The trouble with Bill was that he could remember nothing at all of the events of the fateful morning of the robbery except that he was busy packing and yelling good-byes to everyone who passed the back door of the quarters, Bill's locker being on the back porch, past which long lines of student officers on their way out to make road maps continually marched two by two, followed by the usual company of little and big mongrel dogs that are always found on army Posts. Bill could see the men and the dogs and he remembered the greetings, but who passed by or what occurred on the front porch he did not know. His mind remained a blank.

Frank came in whistling. He grinned in an unfriendly fashion when he saw his roommate slumped in the camp chair by the window.

"Heard the news?" he demanded.

"No; what's up?" asked Bill without interest.

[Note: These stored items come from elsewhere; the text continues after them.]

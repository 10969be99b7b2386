//! Reachability and scoring queries: distance-ranked target selection.
//!
//! All three nearest-X queries share the same shape: scan the relevant
//! tile partition in row-major order (first-encountered minimum wins),
//! skip candidates whose single-step direction is excluded, then probe the
//! winning direction against the move broker. A rejected probe excludes
//! that direction and rescans; the loop is bounded by the four-cardinal
//! alphabet, because a Center-direction candidate always passes.

use crate::board::{Board, Direction, DirectionSet, Pawn, Position, ResourceKind, Team, Tile};
use crate::policy::broker::MoveBroker;
use crate::policy::config::PolicyConfig;
use crate::policy::fuel::too_much_fuel;

/// An accepted query result: the chosen target tile and the broker-approved
/// single step toward it.
#[derive(Debug, Clone, Copy, PartialEq, Eq)]
pub struct SearchHit {
    /// Position of the selected target tile.
    pub pos: Position,
    /// Validated single-step direction toward it.
    pub direction: Direction,
}

/// Nearest accessible resource tile, under the exclusion retry.
///
/// Coal and uranium tiles only qualify once the pawn's team has researched
/// them. Returns `None` when no accessible tile is reachable in any
/// non-excluded direction.
#[must_use]
pub fn closest_resource(board: &Board, pawn: &Pawn, broker: &MoveBroker) -> Option<SearchHit> {
    let research = board.research(pawn.team);
    retry_with_exclusions(board, pawn, broker, |excluded| {
        let mut best: Option<(u32, Position)> = None;
        for tile in board.resource_tiles() {
            let Some(resource) = tile.resource else {
                continue;
            };
            if !research.grants_access(resource.kind) {
                continue;
            }
            if excluded.contains(pawn.pos.direction_to(tile.pos)) {
                continue;
            }
            let dist = pawn.pos.distance_to(tile.pos);
            if best.is_none_or(|(d, _)| dist < d) {
                best = Some((dist, tile.pos));
            }
        }
        best.map(|(_, pos)| pos)
    })
}

/// Nearest buildable empty tile by weighted distance, under the exclusion
/// retry.
///
/// Raw distance is multiplied by the far-city factor when no own city tile
/// touches the candidate (8-neighborhood) and by the far-resource factor
/// when no resource tile does, biasing expansion toward tiles near both.
#[must_use]
pub fn closest_empty_tile(
    board: &Board,
    pawn: &Pawn,
    config: &PolicyConfig,
    broker: &MoveBroker,
) -> Option<SearchHit> {
    retry_with_exclusions(board, pawn, broker, |excluded| {
        let mut best: Option<(f64, Position)> = None;
        for tile in board.tiles() {
            if tile.has_resource() || tile.has_city() {
                continue;
            }
            if excluded.contains(pawn.pos.direction_to(tile.pos)) {
                continue;
            }
            let mut weighted = f64::from(pawn.pos.distance_to(tile.pos));
            if !touches_own_city(board, tile.pos, pawn.team) {
                weighted *= config.far_city_multiplier;
            }
            if !touches_resource(board, tile.pos) {
                weighted *= config.far_resource_multiplier;
            }
            if best.is_none_or(|(w, _)| weighted < w) {
                best = Some((weighted, tile.pos));
            }
        }
        best.map(|(_, pos)| pos)
    })
}

/// Nearest own city tile still worth delivering to, under the exclusion
/// retry.
///
/// Cities already holding enough fuel for every remaining night are
/// excluded as targets. Among the rest, a tile scores distance plus a small
/// fuel term, so near-equal distances resolve toward the poorer city.
#[must_use]
pub fn closest_city(
    board: &Board,
    pawn: &Pawn,
    turn: u32,
    config: &PolicyConfig,
    broker: &MoveBroker,
) -> Option<SearchHit> {
    retry_with_exclusions(board, pawn, broker, |excluded| {
        let mut best: Option<(f64, Position)> = None;
        for tile in board.own_city_tiles() {
            let Some(city) = tile.city.and_then(|key| board.own_city(key.id)) else {
                continue;
            };
            if too_much_fuel(city, turn) {
                continue;
            }
            if excluded.contains(pawn.pos.direction_to(tile.pos)) {
                continue;
            }
            let upkeep = f64::from(city.light_upkeep.max(1));
            let value = f64::from(pawn.pos.distance_to(tile.pos))
                + f64::from(city.fuel) / (config.delivery_fuel_bias * upkeep);
            if best.is_none_or(|(v, _)| value < v) {
                best = Some((value, tile.pos));
            }
        }
        best.map(|(_, pos)| pos)
    })
}

/// Nearest resource tile of `kind` strictly further than `min_radius`.
///
/// This is the scouting-target lookup: no access gating (the schedule
/// gates coal on research) and no broker involvement, since the result is
/// a multi-turn destination rather than a single step.
#[must_use]
pub fn distant_resource(
    board: &Board,
    pawn: &Pawn,
    kind: ResourceKind,
    min_radius: u32,
) -> Option<Position> {
    let mut best: Option<(u32, Position)> = None;
    for tile in board.resource_tiles() {
        if tile.resource.is_none_or(|r| r.kind != kind) {
            continue;
        }
        let dist = pawn.pos.distance_to(tile.pos);
        if dist > min_radius && best.is_none_or(|(d, _)| dist < d) {
            best = Some((dist, tile.pos));
        }
    }
    best.map(|(_, pos)| pos)
}

/// Check whether any of the eight neighbors of `pos` is an own city tile.
fn touches_own_city(board: &Board, pos: Position, team: Team) -> bool {
    adjacent8(pos).any(|n| board.tile_at(n).is_some_and(|t| t.has_own_city(team)))
}

/// Check whether any of the eight neighbors of `pos` carries a resource.
fn touches_resource(board: &Board, pos: Position) -> bool {
    adjacent8(pos).any(|n| board.tile_at(n).is_some_and(Tile::has_resource))
}

fn adjacent8(pos: Position) -> impl Iterator<Item = Position> {
    (-1..=1)
        .flat_map(move |dy| (-1..=1).map(move |dx| Position::new(pos.x + dx, pos.y + dy)))
        .filter(move |&n| n != pos)
}

fn retry_with_exclusions<F>(
    board: &Board,
    pawn: &Pawn,
    broker: &MoveBroker,
    mut scan: F,
) -> Option<SearchHit>
where
    F: FnMut(DirectionSet) -> Option<Position>,
{
    let mut excluded = DirectionSet::empty();
    loop {
        let pos = scan(excluded)?;
        let direction = pawn.pos.direction_to(pos);
        if broker.can_move(board, pawn, direction) {
            return Some(SearchHit { pos, direction });
        }
        // Every failed probe is a fresh cardinal (the scan already skips
        // excluded ones), so the loop ends within four rejections.
        if !excluded.insert(direction) {
            return None;
        }
    }
}

#[cfg(test)]
mod tests {
    use super::*;
    use crate::board::{
        CityState, CityTileState, PawnKind, PlayerState, ResearchState, ResourceCell, Snapshot,
        UnitState,
    };

    fn snapshot(width: u32, height: u32) -> Snapshot {
        Snapshot {
            step: 0,
            me: 0,
            width,
            height,
            resources: Vec::new(),
            units: Vec::new(),
            players: vec![
                PlayerState {
                    team: 0,
                    research: ResearchState::default(),
                    cities: Vec::new(),
                },
                PlayerState {
                    team: 1,
                    research: ResearchState::default(),
                    cities: Vec::new(),
                },
            ],
        }
    }

    fn worker(id: u32, team: u8, x: i32, y: i32) -> UnitState {
        UnitState {
            id,
            team,
            kind: PawnKind::Worker,
            x,
            y,
            cargo_space_left: 100,
            can_act: true,
        }
    }

    fn deposit(x: i32, y: i32, kind: ResourceKind) -> ResourceCell {
        ResourceCell {
            x,
            y,
            kind,
            amount: 400,
        }
    }

    fn city_tile(id: u32, fuel: u32, x: i32, y: i32) -> CityState {
        CityState {
            id,
            fuel,
            light_upkeep: 23,
            tiles: vec![CityTileState { x, y, can_act: true }],
        }
    }

    fn own_pawn(board: &Board) -> Pawn {
        *board.own_pawns().next().unwrap()
    }

    #[test]
    fn test_resource_gating_skips_unresearched_coal() {
        let mut snap = snapshot(5, 5);
        snap.units.push(worker(1, 0, 0, 0));
        snap.resources.push(deposit(1, 1, ResourceKind::Coal));
        snap.resources.push(deposit(4, 4, ResourceKind::Wood));
        let board = Board::from_snapshot(&snap).unwrap();
        let broker = MoveBroker::new(&board);

        let hit = closest_resource(&board, &own_pawn(&board), &broker).unwrap();
        assert_eq!(hit.pos, Position::new(4, 4));

        // With coal researched the closer deposit wins.
        snap.players[0].research.coal = true;
        let board = Board::from_snapshot(&snap).unwrap();
        let broker = MoveBroker::new(&board);
        let hit = closest_resource(&board, &own_pawn(&board), &broker).unwrap();
        assert_eq!(hit.pos, Position::new(1, 1));
    }

    #[test]
    fn test_resource_none_without_candidates() {
        let mut snap = snapshot(5, 5);
        snap.units.push(worker(1, 0, 0, 0));
        snap.resources.push(deposit(2, 2, ResourceKind::Uranium));
        let board = Board::from_snapshot(&snap).unwrap();
        let broker = MoveBroker::new(&board);

        assert!(closest_resource(&board, &own_pawn(&board), &broker).is_none());
    }

    #[test]
    fn test_standing_on_resource_yields_center() {
        let mut snap = snapshot(5, 5);
        snap.units.push(worker(1, 0, 2, 2));
        snap.resources.push(deposit(2, 2, ResourceKind::Wood));
        let board = Board::from_snapshot(&snap).unwrap();
        let broker = MoveBroker::new(&board);

        let hit = closest_resource(&board, &own_pawn(&board), &broker).unwrap();
        assert_eq!(hit.direction, Direction::Center);
        assert_eq!(hit.pos, Position::new(2, 2));
    }

    #[test]
    fn test_retry_finds_last_open_direction() {
        let mut snap = snapshot(5, 5);
        snap.units.push(worker(1, 0, 2, 2));
        // Enemy pawns stand on the adjacent deposits north, east, and
        // south; only the western target is approachable. The retry must
        // burn through three rejections before it lands on west.
        snap.resources.push(deposit(2, 1, ResourceKind::Wood));
        snap.resources.push(deposit(3, 2, ResourceKind::Wood));
        snap.resources.push(deposit(2, 3, ResourceKind::Wood));
        snap.resources.push(deposit(0, 2, ResourceKind::Wood));
        snap.units.push(worker(10, 1, 2, 1));
        snap.units.push(worker(11, 1, 3, 2));
        snap.units.push(worker(12, 1, 2, 3));
        let board = Board::from_snapshot(&snap).unwrap();
        let broker = MoveBroker::new(&board);

        let hit = closest_resource(&board, &own_pawn(&board), &broker).unwrap();
        assert_eq!(hit.direction, Direction::West);
        assert_eq!(hit.pos, Position::new(0, 2));
    }

    #[test]
    fn test_retry_gives_up_fully_boxed_in() {
        let mut snap = snapshot(5, 5);
        snap.units.push(worker(1, 0, 2, 2));
        // Deposits on all four neighbors, every one occupied by an enemy:
        // the retry must probe and exclude each cardinal, then stop.
        snap.resources.push(deposit(2, 1, ResourceKind::Wood));
        snap.resources.push(deposit(3, 2, ResourceKind::Wood));
        snap.resources.push(deposit(2, 3, ResourceKind::Wood));
        snap.resources.push(deposit(1, 2, ResourceKind::Wood));
        snap.units.push(worker(10, 1, 2, 1));
        snap.units.push(worker(11, 1, 3, 2));
        snap.units.push(worker(12, 1, 2, 3));
        snap.units.push(worker(13, 1, 1, 2));
        let board = Board::from_snapshot(&snap).unwrap();
        let broker = MoveBroker::new(&board);

        assert!(closest_resource(&board, &own_pawn(&board), &broker).is_none());
    }

    #[test]
    fn test_empty_tile_weighting() {
        let mut snap = snapshot(9, 1);
        snap.units.push(worker(1, 0, 0, 0));
        snap.resources.push(deposit(0, 0, ResourceKind::Wood));
        snap.players[0].cities.push(city_tile(1, 0, 4, 0));
        let board = Board::from_snapshot(&snap).unwrap();
        let broker = MoveBroker::new(&board);
        let config = PolicyConfig::default();

        // (1, 0) is isolated from the city but near the deposit
        // (weight 1 x 2.0 = 2.0); (3, 0) touches the city
        // (weight 3 x 1.2 = 3.6). The short hop wins under the defaults.
        let hit = closest_empty_tile(&board, &own_pawn(&board), &config, &broker).unwrap();
        assert_eq!(hit.pos, Position::new(1, 0));

        // A steep far-city penalty flips the choice toward the tile beside
        // the city.
        let heavy = PolicyConfig {
            far_city_multiplier: 16.0,
            ..PolicyConfig::default()
        };
        let hit = closest_empty_tile(&board, &own_pawn(&board), &heavy, &broker).unwrap();
        assert_eq!(hit.pos, Position::new(3, 0));
    }

    #[test]
    fn test_empty_tile_skips_occupied() {
        let mut snap = snapshot(3, 1);
        snap.units.push(worker(1, 0, 0, 0));
        snap.resources.push(deposit(1, 0, ResourceKind::Wood));
        snap.players[0].cities.push(city_tile(1, 0, 2, 0));
        let board = Board::from_snapshot(&snap).unwrap();
        let broker = MoveBroker::new(&board);
        let config = PolicyConfig::default();

        // Only (0, 0) is bare ground.
        let hit = closest_empty_tile(&board, &own_pawn(&board), &config, &broker).unwrap();
        assert_eq!(hit.pos, Position::new(0, 0));
        assert_eq!(hit.direction, Direction::Center);
    }

    #[test]
    fn test_city_query_skips_well_fueled() {
        let mut snap = snapshot(9, 1);
        snap.step = 340;
        snap.units.push(worker(1, 0, 0, 0));
        // Near city banked beyond its remaining-night demand; far city poor.
        snap.players[0].cities.push(city_tile(1, 50_000, 2, 0));
        snap.players[0].cities.push(city_tile(2, 0, 6, 0));
        let board = Board::from_snapshot(&snap).unwrap();
        let broker = MoveBroker::new(&board);
        let config = PolicyConfig::default();

        let hit = closest_city(&board, &own_pawn(&board), 340, &config, &broker).unwrap();
        assert_eq!(hit.pos, Position::new(6, 0));
    }

    #[test]
    fn test_city_query_fuel_tie_break() {
        let mut snap = snapshot(9, 9);
        snap.units.push(worker(1, 0, 4, 4));
        // Equidistant city tiles; the poorer city wins the tie.
        snap.players[0].cities.push(city_tile(1, 900, 4, 2));
        snap.players[0].cities.push(city_tile(2, 100, 4, 6));
        let board = Board::from_snapshot(&snap).unwrap();
        let broker = MoveBroker::new(&board);
        let config = PolicyConfig::default();

        let hit = closest_city(&board, &own_pawn(&board), 0, &config, &broker).unwrap();
        assert_eq!(hit.pos, Position::new(4, 6));
    }

    #[test]
    fn test_distant_resource_respects_radius() {
        let mut snap = snapshot(9, 1);
        snap.units.push(worker(1, 0, 0, 0));
        snap.resources.push(deposit(2, 0, ResourceKind::Wood));
        snap.resources.push(deposit(6, 0, ResourceKind::Wood));
        let board = Board::from_snapshot(&snap).unwrap();
        let pawn = own_pawn(&board);

        assert_eq!(
            distant_resource(&board, &pawn, ResourceKind::Wood, 3),
            Some(Position::new(6, 0))
        );
        assert_eq!(distant_resource(&board, &pawn, ResourceKind::Wood, 8), None);
        assert_eq!(distant_resource(&board, &pawn, ResourceKind::Coal, 0), None);
    }
}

"Well, the school was just put under strict quarantine," said Frank. "The town and all the country is so full of that new disease, what-you-call-it, that we are going to be shut up here for goodness knows how long. And they say there are seven fellows down with it in the hospital now. What do you suppose they will do if it gets to be an epidemic in the school? I saw old Nealum just now, and he was mum as an oyster: looked bad, because he always loves to give out information, you know. We are to go to chapel in half an hour for instructions and new rules. Wish they would send us home! I don't like school."

"I would like to go home too," said Bill.

"Why, I thought you were dippy over your 'dear school' and your 'sweet teachers,'" sneered Frank.

"It's all right," said Bill, "but I got a letter from home just now. Lee is under arrest for stealing that money."

Bill was looking out of the window. He did not see the look of triumph that swept over Frank's face.